Desde que entraram em vigor, as novas regras de segurança do Facebook têm vindo a ser criticadas. Parte dos utilizadores não percebe como tirar o melhor partido das funcionalidades, e acaba por deixar exposta na Internet a informação que pretende manter privada.

Ron Bowles, um perito em segurança informática, anunciou na passada semana, ter recolhido e publicado num site uma lista com dados pessoais de 100 mil utilizadores da rede social, numa acção que chamou de “ataque ético”, com o objectivo de trazer a público as fragilidades da rede social.

A acção “reforça o argumento para que haja um maior nível de privacidade, e prova a necessidade de uma configuração original (dos dados) mais exclusiva”, sublinha Bowles, citado pela imprensa internacional.

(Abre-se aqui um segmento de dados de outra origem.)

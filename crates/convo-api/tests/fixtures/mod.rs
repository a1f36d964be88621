#![allow(dead_code)]

use serde_json::{json, Value};
use wiremock::matchers::*;
use wiremock::{Mock, MockServer, ResponseTemplate};

use convo_api::{ApiClient, ClientConfig};

/// Mock backend for exercising the HTTP clients
pub struct BackendMockServer {
    server: MockServer,
}

impl BackendMockServer {
    pub async fn new() -> Self {
        let _ = env_logger::builder().is_test(true).try_init();
        Self {
            server: MockServer::start().await,
        }
    }

    pub fn uri(&self) -> String {
        self.server.uri()
    }

    pub fn client(&self) -> ApiClient {
        ApiClient::new(&ClientConfig::new(&self.uri())).expect("valid mock server URL")
    }

    pub fn inner(&self) -> &MockServer {
        &self.server
    }

    /// Reply to a chat message with the given body, matching on the request body
    pub async fn mock_chat_reply(&self, request: Value, reply: Value) {
        Mock::given(method("POST"))
            .and(path("/api/chatbot/message"))
            .and(header("content-type", "application/json"))
            .and(body_json(request))
            .respond_with(ResponseTemplate::new(200).set_body_json(reply))
            .expect(1)
            .mount(&self.server)
            .await;
    }

    /// Answer every chat message with `status`
    pub async fn mock_chat_status(&self, status: u16) {
        Mock::given(method("POST"))
            .and(path("/api/chatbot/message"))
            .respond_with(
                ResponseTemplate::new(status).set_body_json(json!({"detail": "Internal error"})),
            )
            .mount(&self.server)
            .await;
    }

    /// Answer every chat message with a body that is not JSON
    pub async fn mock_chat_garbage(&self) {
        Mock::given(method("POST"))
            .and(path("/api/chatbot/message"))
            .respond_with(ResponseTemplate::new(200).set_body_string("<html>oops</html>"))
            .mount(&self.server)
            .await;
    }

    pub async fn mock_history(&self, id: &str, messages: Value) {
        Mock::given(method("GET"))
            .and(path(format!("/api/chatbot/message/{}", id)))
            .respond_with(ResponseTemplate::new(200).set_body_json(json!({ "messages": messages })))
            .mount(&self.server)
            .await;
    }

    pub async fn mock_conversation_list(&self, limit: u32, body: Value) {
        Mock::given(method("GET"))
            .and(path("/api/conversations"))
            .and(query_param("limit", limit.to_string()))
            .respond_with(ResponseTemplate::new(200).set_body_json(body))
            .mount(&self.server)
            .await;
    }

    pub async fn mock_model_status(&self, body: Value) {
        Mock::given(method("GET"))
            .and(path("/api/models/status"))
            .respond_with(ResponseTemplate::new(200).set_body_json(body))
            .mount(&self.server)
            .await;
    }
}
use async_trait::async_trait;
use gloo_net::http::{Request, Response};
use serde::de::DeserializeOwned;
use wasm_bindgen::JsValue;
use web_sys::FormData;

use convo_session::{ApiError, ConversationApi};
use convo_types::{
    endpoints, ConversationSummary, HistoryResponse, Message, ModelActionResponse, ModelKind,
    ModelStatus, SendReply, SendRequest, SessionHandle,
};

use crate::utils::{encode_segment, error_message};

/// `ConversationApi` over `fetch`, against the page's own origin
#[derive(Debug, Clone, Default)]
pub struct GlooConversationApi;

impl GlooConversationApi {
    pub fn new() -> Self {
        Self
    }
}

async fn read_body(response: Response) -> Result<String, ApiError> {
    let status = response.status();
    let body = response
        .text()
        .await
        .map_err(|e| ApiError::Transport(e.to_string()))?;
    if !response.ok() {
        return Err(ApiError::Status { status, body });
    }
    Ok(body)
}

#[async_trait(?Send)]
impl ConversationApi for GlooConversationApi {
    async fn send_message(&self, request: &SendRequest) -> Result<SendReply, ApiError> {
        log::debug!("POST {} (conversation: {:?})", endpoints::CHATBOT_MESSAGE, request.id_conversation);

        let response = Request::post(endpoints::CHATBOT_MESSAGE)
            .json(request)
            .map_err(|e| ApiError::Transport(e.to_string()))?
            .send()
            .await
            .map_err(|e| ApiError::Transport(e.to_string()))?;

        let body = read_body(response).await?;
        serde_json::from_str(&body).map_err(|e| ApiError::Decode(e.to_string()))
    }

    async fn load_history(&self, handle: &SessionHandle) -> Result<Vec<Message>, ApiError> {
        let url = format!("{}/{}", endpoints::CHATBOT_MESSAGE, encode_segment(handle.as_str()));
        log::debug!("GET {}", url);

        let response = Request::get(&url)
            .send()
            .await
            .map_err(|e| ApiError::Transport(e.to_string()))?;

        let body = read_body(response).await?;
        let history: HistoryResponse =
            serde_json::from_str(&body).map_err(|e| ApiError::Decode(e.to_string()))?;
        Ok(history.messages)
    }
}

// ============================================================================
// Conversation list and model dashboard requests
//
// Errors come back as a single display line: the server's `detail` when it
// sent one, otherwise `fallback`.
// ============================================================================

async fn expect_json<T: DeserializeOwned>(
    request: Result<Response, gloo_net::Error>,
    fallback: &str,
) -> Result<T, JsValue> {
    let response = request.map_err(|e| {
        log::error!("{}: {}", fallback, e);
        JsValue::from_str(fallback)
    })?;

    let ok = response.ok();
    let body = response
        .text()
        .await
        .map_err(|e| JsValue::from_str(&format!("{}: {}", fallback, e)))?;

    if !ok {
        log::error!("{} (status {})", fallback, response.status());
        return Err(JsValue::from_str(&error_message(&body, fallback)));
    }

    serde_json::from_str(&body).map_err(|e| {
        log::error!("{}: malformed response: {}", fallback, e);
        JsValue::from_str(fallback)
    })
}

pub async fn list_conversations(limit: u32) -> Result<Vec<ConversationSummary>, JsValue> {
    let url = format!("{}?limit={}", endpoints::CONVERSATIONS, limit);
    log::debug!("GET {}", url);
    let rows: Option<Vec<ConversationSummary>> =
        expect_json(Request::get(&url).send().await, "Failed to load conversations").await?;
    Ok(rows.unwrap_or_default())
}

pub async fn fetch_conversation(id: &SessionHandle) -> Result<serde_json::Value, JsValue> {
    let url = format!("{}/{}", endpoints::CONVERSATIONS, encode_segment(id.as_str()));
    log::debug!("GET {}", url);
    expect_json(
        Request::get(&url).send().await,
        "Failed to fetch the conversation history",
    )
    .await
}

pub async fn delete_conversation(id: &SessionHandle) -> Result<(), JsValue> {
    let url = format!("{}/{}", endpoints::CONVERSATIONS, encode_segment(id.as_str()));
    log::debug!("DELETE {}", url);
    let _: serde_json::Value = expect_json(
        Request::delete(&url).send().await,
        "Failed to delete the conversation",
    )
    .await?;
    Ok(())
}

pub async fn model_status() -> Result<ModelStatus, JsValue> {
    log::debug!("GET {}", endpoints::MODELS_STATUS);
    expect_json(
        Request::get(endpoints::MODELS_STATUS).send().await,
        "Failed to fetch model status",
    )
    .await
}

/// `form` must carry `tipo` and `file`
pub async fn upload_model(form: FormData) -> Result<ModelActionResponse, JsValue> {
    log::debug!("POST {}", endpoints::MODELS_UPLOAD);
    let request = Request::post(endpoints::MODELS_UPLOAD)
        .body(form)
        .map_err(|e| JsValue::from_str(&format!("Failed to build upload: {}", e)))?;
    expect_json(request.send().await, "Failed to upload the model").await
}

pub async fn load_model(kind: ModelKind) -> Result<ModelActionResponse, JsValue> {
    let url = endpoints::model_load_path(kind);
    log::debug!("POST {}", url);
    expect_json(Request::post(&url).send().await, "Failed to load the model").await
}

O revés da acção é que a lista já anda a circular na web, e só no Pirate Bay um milhar de utilizadores teve acesso aos dados; que não englobam endereços de e-mails ou números de telefone.

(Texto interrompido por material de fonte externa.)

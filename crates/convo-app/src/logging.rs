use env_logger::Env;

/// Default log filter for a given `-v` count
pub fn level_for_verbosity(verbose: u8) -> &'static str {
    match verbose {
        0 => "warn",
        1 => "info",
        _ => "debug",
    }
}

/// Initialize `env_logger`. `RUST_LOG` wins over the `-v` flags.
pub fn init_logging(verbose: u8) {
    let env = Env::default().default_filter_or(level_for_verbosity(verbose));
    let _ = env_logger::Builder::from_env(env)
        .format_timestamp(None)
        .format_target(verbose > 1)
        .try_init();
}

#[cfg(test)]
mod tests {
    use super::*;

    #[test]
    fn test_verbosity_levels() {
        assert_eq!(level_for_verbosity(0), "warn");
        assert_eq!(level_for_verbosity(1), "info");
        assert_eq!(level_for_verbosity(5), "debug");
    }
}
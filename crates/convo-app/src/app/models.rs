use std::path::PathBuf;

use anyhow::Result;
use colored::Colorize;

use convo_api::ModelsClient;
use convo_types::ModelKind;

use crate::app::setup::AppConfig;
use crate::cli::ModelCommands;
use crate::render::format_model_status;

impl ModelCommands {
    /// Run the subcommand and return what should be printed
    pub async fn execute(&self, config: &AppConfig) -> Result<String> {
        let client = ModelsClient::new(config.api_client()?);

        match self {
            ModelCommands::Status => {
                let status = client.status().await?;
                let mut out = format_model_status(&status);
                if !status.all_loaded() {
                    out.push_str(&format!(
                        "\n{}",
                        "Some models are not loaded; recommendations may be unavailable.".yellow()
                    ));
                }
                Ok(out)
            }
            ModelCommands::Upload { kind, file } => {
                let message = client.upload_file(*kind, file).await?;
                Ok(format!("✅ {}", message))
            }
            ModelCommands::Load { kind } => {
                let message = client.load(*kind).await?;
                Ok(format!("✅ {}", message))
            }
            ModelCommands::Download { kind, output } => {
                let dest = output
                    .clone()
                    .unwrap_or_else(|| PathBuf::from(default_file_name(*kind)));
                let written = client.download_to(*kind, &dest).await?;
                Ok(format!("Saved {} ({} bytes) to {}", kind, written, dest.display()))
            }
        }
    }
}

/// File name the server stores each model under
pub fn default_file_name(kind: ModelKind) -> &'static str {
    match kind {
        ModelKind::Autoencoder => "autoencoder_model.keras",
        ModelKind::Embeddings => "embeddings.npy",
        ModelKind::Matriz => "matriz_de_similitud.npy",
        ModelKind::Cursos => "cursos.npy",
    }
}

Apesar do programador ter sido o primeiro a fazer a compilação deste dados, os responsáveis pelo Faceboock tinham já anteriormente sido alertados para essa possibilidade.

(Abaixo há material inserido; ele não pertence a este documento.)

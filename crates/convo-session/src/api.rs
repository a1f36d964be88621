use async_trait::async_trait;

use convo_types::{Message, SendReply, SendRequest, SessionHandle};

/// Transport-level failure talking to the conversation service
#[derive(Debug, Clone, PartialEq, Eq, thiserror::Error)]
pub enum ApiError {
    /// The service answered with a non-success status
    #[error("server error: {status}")]
    Status { status: u16, body: String },

    /// The request never got a response
    #[error("request failed: {0}")]
    Transport(String),

    /// The response body was not what the contract promises
    #[error("malformed response: {0}")]
    Decode(String),
}

impl ApiError {
    pub fn status(&self) -> Option<u16> {
        match self {
            ApiError::Status { status, .. } => Some(*status),
            _ => None,
        }
    }
}

/// Conversation endpoints the session depends on.
///
/// Futures are not required to be `Send`: the session runs on a single
/// event loop (the browser, or the main task of the CLI).
#[async_trait(?Send)]
pub trait ConversationApi {
    /// `POST /api/chatbot/message`
    async fn send_message(&self, request: &SendRequest) -> Result<SendReply, ApiError>;

    /// `GET /api/chatbot/message/{id}`, messages in server order
    async fn load_history(&self, handle: &SessionHandle) -> Result<Vec<Message>, ApiError>;
}

#[async_trait(?Send)]
impl<T: ConversationApi + ?Sized> ConversationApi for std::rc::Rc<T> {
    async fn send_message(&self, request: &SendRequest) -> Result<SendReply, ApiError> {
        (**self).send_message(request).await
    }

    async fn load_history(&self, handle: &SessionHandle) -> Result<Vec<Message>, ApiError> {
        (**self).load_history(handle).await
    }
}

Simon Davies, da ONG Privacy Internacional, em declarações à BBC, frisou que a lista foi feita graças “à confusão em torno das configurações de privacidade” e que o Facebook deveria ter antecipado esta acção e tomado medidas para a prevenir.

Em comunicado, o Facebook assegura que nenhuma informação privada ficou disponível ou foi comprometida. Além disso, frisa que os dados estavam disponíveis antes do anúncio de Bowles num directório que recolhe os utilizadores cujo perfil está aberto, nem que seja parcialmente.